On 1 August 1976, shortly before 05:00, the bridge collapsed, killing one person. The main reason for the collapse was determined to be a structural failure in the bearings, which was not spotted during inspection due to the massive granite mantle that surrounded them. One lorry was destroyed and several ships damaged. The driver of an empty city bus was able to save himself, and his bus was salvaged and continued to be used until 1989; it now resides in Vienna's transport museum Remise. Shipping was diverted through the Donaukanal. Two supplementary bridges were hurriedly raised to carry the traffic and the trams, and were in use for four years.

=== Current bridge ===
An international competition was launched for the design of the new bridge, and was won by a project named after Johann Nestroy. Construction began in 1978, and the bridge was formally opened on 8 November 1980 by city councillor Heinz Nittel, under the name Johann-Nestroy-Brücke, a name which has not caught on.

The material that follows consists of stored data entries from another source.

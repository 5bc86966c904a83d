//! Continuation protocol: what an operation does with its result.
//!
//! An operation receives its input and an optional continuation. When it has a
//! result to report it hands the bytes to the continuation at most once; not
//! calling it at all means "no result". The same operation therefore runs in
//! two regimes:
//!
//! - **Embedded**: a driver passes `None` or a pure aggregator such as
//!   [`ByteCounter`], and no I/O happens.
//! - **Served**: the gateway passes a continuation that writes the result to
//!   the originating socket and may chain to further observers.
//!
//! Whatever state a continuation needs (a socket, counters, a log target) is
//! captured by the implementing type.

/// Receives the result of an operation.
///
/// Implemented for every `FnMut(&[u8]) -> usize` closure, so ad hoc observers
/// need no named type.
pub trait Continuation {
    /// Consumes one result and returns the byte count it accounts for.
    fn resume(&mut self, data: &[u8]) -> usize;
}

impl<F> Continuation for F
where
    F: FnMut(&[u8]) -> usize,
{
    fn resume(&mut self, data: &[u8]) -> usize {
        self(data)
    }
}

/// Hands `data` to `cont`, if there is one.
///
/// Takes the continuation by value so a single call site cannot resume it
/// twice. Returns the continuation's byte count, or 0 without one.
pub fn emit(cont: Option<&mut dyn Continuation>, data: &[u8]) -> usize {
    match cont {
        Some(cont) => cont.resume(data),
        None => 0,
    }
}

/// Aggregating continuation that only sums result sizes.
///
/// Used by embedded drivers that care about throughput but not content.
#[derive(Debug, Default, Clone, Copy, PartialEq, Eq)]
pub struct ByteCounter {
    /// Number of results received.
    pub results: u64,
    /// Total bytes across all results.
    pub bytes: u64,
}

impl ByteCounter {
    /// Creates a counter with both totals at zero.
    #[must_use]
    pub fn new() -> Self {
        Self::default()
    }
}

impl Continuation for ByteCounter {
    fn resume(&mut self, data: &[u8]) -> usize {
        self.results += 1;
        self.bytes += data.len() as u64;
        data.len()
    }
}

/// Continuation that keeps a copy of every result it receives.
#[derive(Debug, Default, Clone, PartialEq, Eq)]
pub struct Recorder {
    results: Vec<Vec<u8>>,
}

impl Recorder {
    /// Creates an empty recorder.
    #[must_use]
    pub fn new() -> Self {
        Self::default()
    }

    /// All results received so far, oldest first.
    #[must_use]
    pub fn results(&self) -> &[Vec<u8>] {
        &self.results
    }

    /// Number of times the recorder was resumed.
    #[must_use]
    pub fn calls(&self) -> usize {
        self.results.len()
    }

    /// The single result, if exactly one was recorded.
    #[must_use]
    pub fn single(&self) -> Option<&[u8]> {
        match self.results.as_slice() {
            [only] => Some(only),
            _ => None,
        }
    }
}

impl Continuation for Recorder {
    fn resume(&mut self, data: &[u8]) -> usize {
        self.results.push(data.to_vec());
        data.len()
    }
}
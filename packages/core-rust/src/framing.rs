//! Fixed-width key framing shared by backends and clients.
//!
//! ```text
//! +-----------+-----------+
//! | KEY[size] | VALUE[n]  |
//! +-----------+-----------+
//! ```
//!
//! The key width is a deployment-wide setting; messages carry no length
//! prefix beyond what the transport provides per message.

/// Key width used when `DBZMQ_KEYSIZE` is not set.
pub const DEFAULT_KEY_SIZE: usize = 20;

/// Largest key width a deployment may configure.
pub const MAX_KEY_SIZE: usize = 255;

/// Environment variable holding the key width.
pub const KEY_SIZE_ENV: &str = "DBZMQ_KEYSIZE";

/// Splits and joins `key ++ value` payloads of a fixed key width.
#[derive(Debug, Clone, Copy, PartialEq, Eq)]
pub struct KeyFraming {
    key_size: usize,
}

impl KeyFraming {
    /// Returns `None` unless `1 <= key_size <= MAX_KEY_SIZE`.
    #[must_use]
    pub fn new(key_size: usize) -> Option<Self> {
        (1..=MAX_KEY_SIZE)
            .contains(&key_size)
            .then_some(Self { key_size })
    }

    /// Configured key width in bytes.
    #[must_use]
    pub fn key_size(&self) -> usize {
        self.key_size
    }

    /// Splits a `put` payload into key and value.
    ///
    /// Returns `None` when the payload is not longer than the key, which
    /// makes the call malformed.
    #[must_use]
    pub fn split_pair<'a>(&self, input: &'a [u8]) -> Option<(&'a [u8], &'a [u8])> {
        (input.len() > self.key_size).then(|| input.split_at(self.key_size))
    }

    /// Concatenates `key ++ value` into one reply payload.
    #[must_use]
    pub fn join(key: &[u8], value: &[u8]) -> Vec<u8> {
        let mut out = Vec::with_capacity(key.len() + value.len());
        out.extend_from_slice(key);
        out.extend_from_slice(value);
        out
    }
}

impl Default for KeyFraming {
    fn default() -> Self {
        Self {
            key_size: DEFAULT_KEY_SIZE,
        }
    }
}
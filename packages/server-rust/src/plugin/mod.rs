//! Selecting and holding the backend a gateway serves.
//!
//! A plugin is either a shared library exporting `i_speak_db` or one of the
//! backends compiled into the gateway, named as `builtin:<name>`. Either way
//! the result is an operation table; the gateway never sees anything else.

pub mod builtin;
pub mod loader;

use std::fmt;
use std::path::PathBuf;
use std::sync::Arc;

use dbzmq_core::{Backend, OperationTable};
use libloading::Library;
use tracing::{info, warn};

use crate::backends::BackendConfig;
use crate::error::GatewayError;

pub use builtin::BuiltinRegistry;

/// Prefix selecting a compiled-in backend instead of a library path.
pub const BUILTIN_PREFIX: &str = "builtin:";

/// Where a plugin comes from.
#[derive(Debug, Clone, PartialEq, Eq)]
pub enum PluginSource {
    /// A compiled-in backend.
    Builtin(String),
    /// A shared library on disk.
    Library(PathBuf),
}

impl PluginSource {
    /// Interprets a command-line plugin argument.
    #[must_use]
    pub fn parse(arg: &str) -> Self {
        match arg.strip_prefix(BUILTIN_PREFIX) {
            Some(name) => Self::Builtin(name.to_string()),
            None => Self::Library(PathBuf::from(arg)),
        }
    }
}

impl fmt::Display for PluginSource {
    fn fmt(&self, f: &mut fmt::Formatter<'_>) -> fmt::Result {
        match self {
            Self::Builtin(name) => write!(f, "{BUILTIN_PREFIX}{name}"),
            Self::Library(path) => write!(f, "{}", path.display()),
        }
    }
}

/// A loaded backend: its operation table plus whatever keeps it callable.
pub struct Plugin {
    source: PluginSource,
    // Declared before `library`: the table's callbacks point into it.
    table: OperationTable,
    library: Option<Library>,
}

impl Plugin {
    /// Loads `source`, reading built-in backend settings from the
    /// environment.
    ///
    /// # Errors
    ///
    /// Anything [`load_library`](loader::load_library) or
    /// [`BuiltinRegistry::create`] returns, or [`GatewayError::Config`] for a
    /// bad environment.
    pub fn open(source: PluginSource) -> Result<Self, GatewayError> {
        match &source {
            PluginSource::Builtin(name) => {
                let config = BackendConfig::from_env()?;
                let backend = BuiltinRegistry::with_defaults().create(name, &config)?;
                Ok(Self::from_backend(source, backend))
            }
            PluginSource::Library(path) => {
                let (library, table) = loader::load_library(path)?;
                let plugin = Self {
                    source,
                    table,
                    library: Some(library),
                };
                plugin.log_loaded();
                Ok(plugin)
            }
        }
    }

    /// Wraps an in-process backend.
    #[must_use]
    pub fn from_backend(source: PluginSource, backend: Arc<dyn Backend>) -> Self {
        let table = backend.operations();
        let plugin = Self {
            source,
            table,
            library: None,
        };
        plugin.log_loaded();
        plugin
    }

    /// Wraps a ready-made table, e.g. one assembled by an embedding
    /// application.
    #[must_use]
    pub fn from_table(name: &str, table: OperationTable) -> Self {
        Self {
            source: PluginSource::Builtin(name.to_string()),
            table,
            library: None,
        }
    }

    #[must_use]
    pub fn source(&self) -> &PluginSource {
        &self.source
    }

    #[must_use]
    pub fn table(&self) -> &OperationTable {
        &self.table
    }

    /// Multi-line listing of every operation, for diagnostics.
    #[must_use]
    pub fn describe(&self) -> String {
        let mut out = format!("Operations exported by {}:\n", self.source);
        for op in self.table.iter() {
            let mut flags = Vec::new();
            if op.reply_capable() {
                flags.push("replies");
            }
            if op.callback().is_none() {
                flags.push("unbindable");
            }
            if flags.is_empty() {
                out.push_str(&format!("\t{}\n", op.name()));
            } else {
                out.push_str(&format!("\t{} [{}]\n", op.name(), flags.join(", ")));
            }
        }
        out
    }

    /// Releases the table, then the library behind it.
    pub fn unload(self) {
        let Self {
            source,
            table,
            library,
        } = self;
        drop(table);
        if let Some(library) = library {
            if let Err(err) = library.close() {
                warn!(plugin = %source, error = %err, "plugin unload failed");
                return;
            }
        }
        info!(plugin = %source, "plugin unloaded");
    }

    fn log_loaded(&self) {
        info!(
            plugin = %self.source,
            operations = self.table.count(),
            "plugin loaded"
        );
        let missing = self.table.missing_required();
        if !missing.is_empty() {
            warn!(plugin = %self.source, ?missing, "plugin lacks required operations");
        }
    }
}

impl fmt::Debug for Plugin {
    fn fmt(&self, f: &mut fmt::Formatter<'_>) -> fmt::Result {
        f.debug_struct("Plugin")
            .field("source", &self.source)
            .field("table", &self.table)
            .field("dynamic", &self.library.is_some())
            .finish()
    }
}
//! Transport attachments for a plugin's operations.
//!
//! The registry does not own the operations; the plugin's table does. It
//! keeps one slot per table entry, by position, holding the socket bound for
//! that entry if any. Closing happens in slot order.

use crate::error::GatewayError;
use crate::transport::{TransportHandle, TransportStats};

// ---------------------------------------------------------------------------
// Registry
// ---------------------------------------------------------------------------

/// Per-operation transport slots, aligned with an operation table.
#[derive(Debug, Default)]
pub struct Registry {
    slots: Vec<Option<TransportHandle>>,
}

impl Registry {
    /// Creates `count` empty slots.
    #[must_use]
    pub fn new(count: usize) -> Self {
        Self {
            slots: (0..count).map(|_| None).collect(),
        }
    }

    /// Number of slots, equal to the table's operation count.
    #[must_use]
    pub fn len(&self) -> usize {
        self.slots.len()
    }

    #[must_use]
    pub fn is_empty(&self) -> bool {
        self.slots.is_empty()
    }

    /// Whether the operation at `index` already has a transport.
    #[must_use]
    pub fn is_bound(&self, index: usize) -> bool {
        matches!(self.slots.get(index), Some(Some(_)))
    }

    /// Attaches `handle` to the operation at `index`.
    ///
    /// # Errors
    ///
    /// Returns [`GatewayError::AlreadyBound`] if the slot is taken and
    /// [`GatewayError::UnknownOperation`] if `index` is out of range. The
    /// handle is dropped (and its socket closed) in both cases.
    pub fn attach(&mut self, index: usize, handle: TransportHandle) -> Result<(), GatewayError> {
        let Some(slot) = self.slots.get_mut(index) else {
            return Err(GatewayError::UnknownOperation {
                name: handle.op().to_string(),
            });
        };
        if slot.is_some() {
            return Err(GatewayError::AlreadyBound {
                name: handle.op().to_string(),
            });
        }
        *slot = Some(handle);
        Ok(())
    }

    /// Number of operations with a transport.
    #[must_use]
    pub fn bound_count(&self) -> usize {
        self.slots.iter().filter(|slot| slot.is_some()).count()
    }

    /// Bound transports with their operation index, in slot order.
    pub fn bound(&self) -> impl Iterator<Item = (usize, &TransportHandle)> {
        self.slots
            .iter()
            .enumerate()
            .filter_map(|(index, slot)| slot.as_ref().map(|handle| (index, handle)))
    }

    /// Transport of the operation at `index`, if bound.
    #[must_use]
    pub fn get(&self, index: usize) -> Option<&TransportHandle> {
        self.slots.get(index).and_then(Option::as_ref)
    }

    pub fn get_mut(&mut self, index: usize) -> Option<&mut TransportHandle> {
        self.slots.get_mut(index).and_then(Option::as_mut)
    }

    /// Operation name and counters of every bound transport.
    #[must_use]
    pub fn stats(&self) -> Vec<(String, TransportStats)> {
        self.bound()
            .map(|(_, handle)| (handle.op().to_string(), handle.stats()))
            .collect()
    }

    /// Closes every socket in slot order and returns their final counters.
    pub fn close_all(&mut self) -> Vec<(String, TransportStats)> {
        let mut closed = Vec::new();
        for handle in self.slots.iter_mut().filter_map(Option::take) {
            tracing::debug!(op = handle.op(), address = handle.address(), "closing socket");
            closed.push((handle.op().to_string(), handle.stats()));
            drop(handle);
        }
        closed
    }
}
//! In-memory [`KvEngine`] backed by a [`BTreeMap`].
//!
//! Ordered so `walk` works; nothing survives a restart and `flush` is a no-op.

use std::collections::BTreeMap;
use std::ops::Bound;

use parking_lot::RwLock;

use super::engine::KvEngine;

/// Ordered in-memory storage.
pub struct MemoryEngine {
    entries: RwLock<BTreeMap<Vec<u8>, Vec<u8>>>,
}

impl MemoryEngine {
    /// Creates a new, empty `MemoryEngine`.
    #[must_use]
    pub fn new() -> Self {
        Self {
            entries: RwLock::new(BTreeMap::new()),
        }
    }
}

impl Default for MemoryEngine {
    fn default() -> Self {
        Self::new()
    }
}

impl KvEngine for MemoryEngine {
    fn put(&self, key: &[u8], value: &[u8]) -> anyhow::Result<()> {
        self.entries.write().insert(key.to_vec(), value.to_vec());
        Ok(())
    }

    fn get(&self, key: &[u8]) -> anyhow::Result<Option<Vec<u8>>> {
        Ok(self.entries.read().get(key).cloned())
    }

    fn remove(&self, key: &[u8]) -> anyhow::Result<bool> {
        Ok(self.entries.write().remove(key).is_some())
    }

    fn successor(&self, key: &[u8]) -> anyhow::Result<Option<(Vec<u8>, Vec<u8>)>> {
        let entries = self.entries.read();
        let next = entries
            .range::<[u8], _>((Bound::Excluded(key), Bound::Unbounded))
            .next()
            .map(|(k, v)| (k.clone(), v.clone()));
        Ok(next)
    }

    fn flush(&self) -> anyhow::Result<()> {
        Ok(())
    }

    fn len(&self) -> usize {
        self.entries.read().len()
    }
}
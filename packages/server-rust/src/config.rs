use std::time::Duration;

/// Gateway-level configuration for the dispatch loop and its sockets.
#[derive(Debug, Clone)]
pub struct GatewayConfig {
    /// Upper bound on how long one poll waits for readiness. Also bounds how
    /// long shutdown takes to be noticed.
    pub poll_interval: Duration,
    /// Linger period applied to every bound socket. Zero drops unsent
    /// replies on close instead of blocking teardown.
    pub linger: Duration,
    /// Chain a tracing observer behind every reply sink.
    pub trace_replies: bool,
}

impl GatewayConfig {
    /// Poll timeout in the millisecond form the poll call takes.
    #[must_use]
    pub fn poll_timeout_ms(&self) -> i64 {
        i64::try_from(self.poll_interval.as_millis()).unwrap_or(i64::MAX)
    }

    /// Linger in the millisecond form socket options take.
    #[must_use]
    pub fn linger_ms(&self) -> i32 {
        i32::try_from(self.linger.as_millis()).unwrap_or(i32::MAX)
    }
}

impl Default for GatewayConfig {
    fn default() -> Self {
        Self {
            poll_interval: Duration::from_millis(500),
            linger: Duration::ZERO,
            trace_replies: false,
        }
    }
}

#[cfg(test)]
mod tests {
    use super::*;

    #[test]
    fn default_values() {
        let config = GatewayConfig::default();
        assert_eq!(config.poll_interval, Duration::from_millis(500));
        assert_eq!(config.linger, Duration::ZERO);
        assert!(!config.trace_replies);
    }

    #[test]
    fn millisecond_conversions_saturate() {
        let config = GatewayConfig {
            poll_interval: Duration::from_secs(u64::MAX),
            linger: Duration::from_secs(u64::MAX),
            trace_replies: false,
        };
        assert_eq!(config.poll_timeout_ms(), i64::MAX);
        assert_eq!(config.linger_ms(), i32::MAX);

        let defaults = GatewayConfig::default();
        assert_eq!(defaults.poll_timeout_ms(), 500);
        assert_eq!(defaults.linger_ms(), 0);
    }
}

The Viennese U-Bahn network was routed over the Reichsbrücke for the first time on 3 September 1982.

In 2003, the periphery of the bridge was overhauled, together with the lighting, and the footpaths and cyclepaths were widened. At the same time, the width of lanes was increased by reducing the width of the central reservation and removing the narrow emergency sidewalks.

A German passenger ship rammed one pillar of the Reichsbrücke in 2004, severely injuring several people. The bridge was undamaged by the accident.

On Saturday 9 July 2005, the 25th anniversary of the building of the Reichsbrücke was celebrated, and the restoration was finished. The tarmac was treated with a special noise-absorbing layer, and three new night bus stops were built.

The bridge contains the Donauinsel station of the Vienna U-Bahn.